Table 5: VFM arrangements – inspection review gradings

Results of the reviews completed by review year.

Grading Total 2020/21* Total 2019/20* Total 2018/19*
Good or Limited improvements required 23 32 27
Improvements required 0 0 0
Significant improvements required 1 0 0

*sample could include NHS and other bodies not within the PSAA contract

Source: FRC audit quality inspection report

  1. We were pleased that in the first year of the new reporting arrangements the report highlighted examples of good practice.
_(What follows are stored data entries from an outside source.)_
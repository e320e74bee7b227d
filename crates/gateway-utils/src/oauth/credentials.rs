use serde::{Deserialize, Serialize};
use std::collections::HashMap;

/// Per-provider OAuth credential tuple (spec.md §3 OAuthCredentials).
///
/// `expires_at == 0` means "no expiration". Field names here are the
/// runtime's internal shape; `super::file_store` maps each provider's
/// on-disk JSON (which differs per spec.md §6) into and out of this type.
#[derive(Debug, Clone, Serialize, Deserialize)]
pub struct OAuthCredentials {
    pub access_token: String,
    pub refresh_token: Option<String>,
    pub id_token: Option<String>,
    /// Milliseconds since epoch; 0 means no expiration.
    pub expires_at: i64,
    #[serde(default)]
    pub scopes: Vec<String>,
    #[serde(default)]
    pub misc: HashMap<String, serde_json::Value>,
}

impl OAuthCredentials {
    /// A credential is expired iff it has an expiry and `now >= expires_at`
    /// (spec.md §3 invariant; `expires_at == now` counts as expired per
    /// spec.md §8 boundary behaviors).
    pub fn is_expired(&self, now_ms: i64) -> bool {
        self.expires_at != 0 && now_ms >= self.expires_at
    }

    /// Needs proactive refresh iff `now + threshold >= expires_at`.
    pub fn needs_refresh(&self, now_ms: i64, refresh_threshold: std::time::Duration) -> bool {
        self.expires_at != 0 && now_ms + refresh_threshold.as_millis() as i64 >= self.expires_at
    }
}

#[cfg(test)]
mod tests {
    use super::*;

    fn creds(expires_at: i64) -> OAuthCredentials {
        OAuthCredentials {
            access_token: "tok".into(),
            refresh_token: Some("refresh".into()),
            id_token: None,
            expires_at,
            scopes: vec![],
            misc: HashMap::new(),
        }
    }

    #[test]
    fn zero_expiry_never_expires() {
        assert!(!creds(0).is_expired(i64::MAX));
    }

    #[test]
    fn expires_at_now_counts_as_expired() {
        let c = creds(1_000);
        assert!(c.is_expired(1_000));
    }

    #[test]
    fn not_yet_expired_before_the_instant() {
        let c = creds(1_000);
        assert!(!c.is_expired(999));
    }

    #[test]
    fn needs_refresh_is_monotone_once_true() {
        let c = creds(10_000);
        let threshold = std::time::Duration::from_millis(5_000);
        // True at t=6000 (6000+5000 >= 10000)...
        assert!(c.needs_refresh(6_000, threshold));
        // ...and stays true for every later t, right up to and past expiry.
        assert!(c.needs_refresh(7_000, threshold));
        assert!(c.needs_refresh(10_000, threshold));
        assert!(c.needs_refresh(50_000, threshold));
    }

    #[test]
    fn needs_refresh_false_well_before_expiry() {
        let c = creds(10_000);
        let threshold = std::time::Duration::from_millis(1_000);
        assert!(!c.needs_refresh(0, threshold));
    }
}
At four inspections the Auditor’s Annual Reports were judged to be comprehensive, well-structured, and made good use of benchmarking data. Communication was clear, including the nature of significant weaknesses identified and their impact on the entity. Additionally, the FRC report noted a joined-up audit approach at one audit with issues identified as part of the financial statement audit being further assessed for their impact on VFM arrangements. It also identified good practice with examples of a timely update to an Audit Committee when a significant weakness in VFM arrangements and been identified and the use of consultation panels to consider complex judgements. The QAD highlighted comprehensive documentation of the VFM arrangements’ risk assessment and good tailoring of improvement recommendations to reflect an impending local government reorganisation.
  2. The FRC report included findings where limited improvement was required for all firms’ future consideration. These included aspects of risk assessment, reporting of significant weaknesses and the use of the findings of other regulatory inspectors.
  3. The FRC report included results from the firms’ internal quality monitoring reviews of VFM arrangements work. The firms reported that of the 16 VFM arrangements reviews, 15 were of a good standard or required only limited improvements. One review was assessed as requiring improvements.

Transparency Reports

  1. The FRC’s Local Auditors (Transparency) Instrument 2015 requires firms that conduct major local audits to report annually on information specific to their local audit responsibilities and includes:
    • a statement on the effectiveness of the functioning of internal quality monitoring arrangements in relation to local audit work;
    • a description of independence procedures and practices, including a confirmation that an internal review of independence practices has been conducted;
    • a statement on the firm’s policies and practices to ensure that Key Audit Partners continue to maintain their theoretical knowledge, professional skills and values at a sufficiently high level; and
    • confirmation that all engagement leads are competent to undertake local audit work and staff working on such assignments are suitably trained.
  1. The Transparency Reports published by firms provide information on the results of regulatory reviews and the responses of firms to the matters raised. Some firms produce a specific ‘Local Audit’ Transparency Report, whilst others publish a firm-wide version. Either way they are available on firms’ websites.
  2. We found that the required disclosures were contained within each of them, but these were not always clear. Arguably it is more helpful for local audit stakeholders if a separate report is produced covering ‘Local Audit’ requirements or, if a combined firm-wide report is produced, the matters relating to Local Audit are clearly identifiable.
  3. The reports also present an opportunity for the firms to:
    • provide relevant, reliable and useful information that facilitates engagement between firms and users of financial information;
    • communicate a balanced self-assessment of the challenges the firms face in relation to audit quality and the effectiveness of their actions to overcome them, including how the independent non-executives at the firms have assessed this; and
    • promote confidence (where warranted) in their systems, processes and governance to engender public trust.

The reports also documented how audit quality was taken account of in partner and employee remuneration packages.

  1. We noted that the Transparency Reports highlighted where firms had received ‘unsatisfactory’ reviews from the regulator, both in terms of the response to audits being judged as requiring significant improvement, or where the FRC had taken enforcement measures against the firm.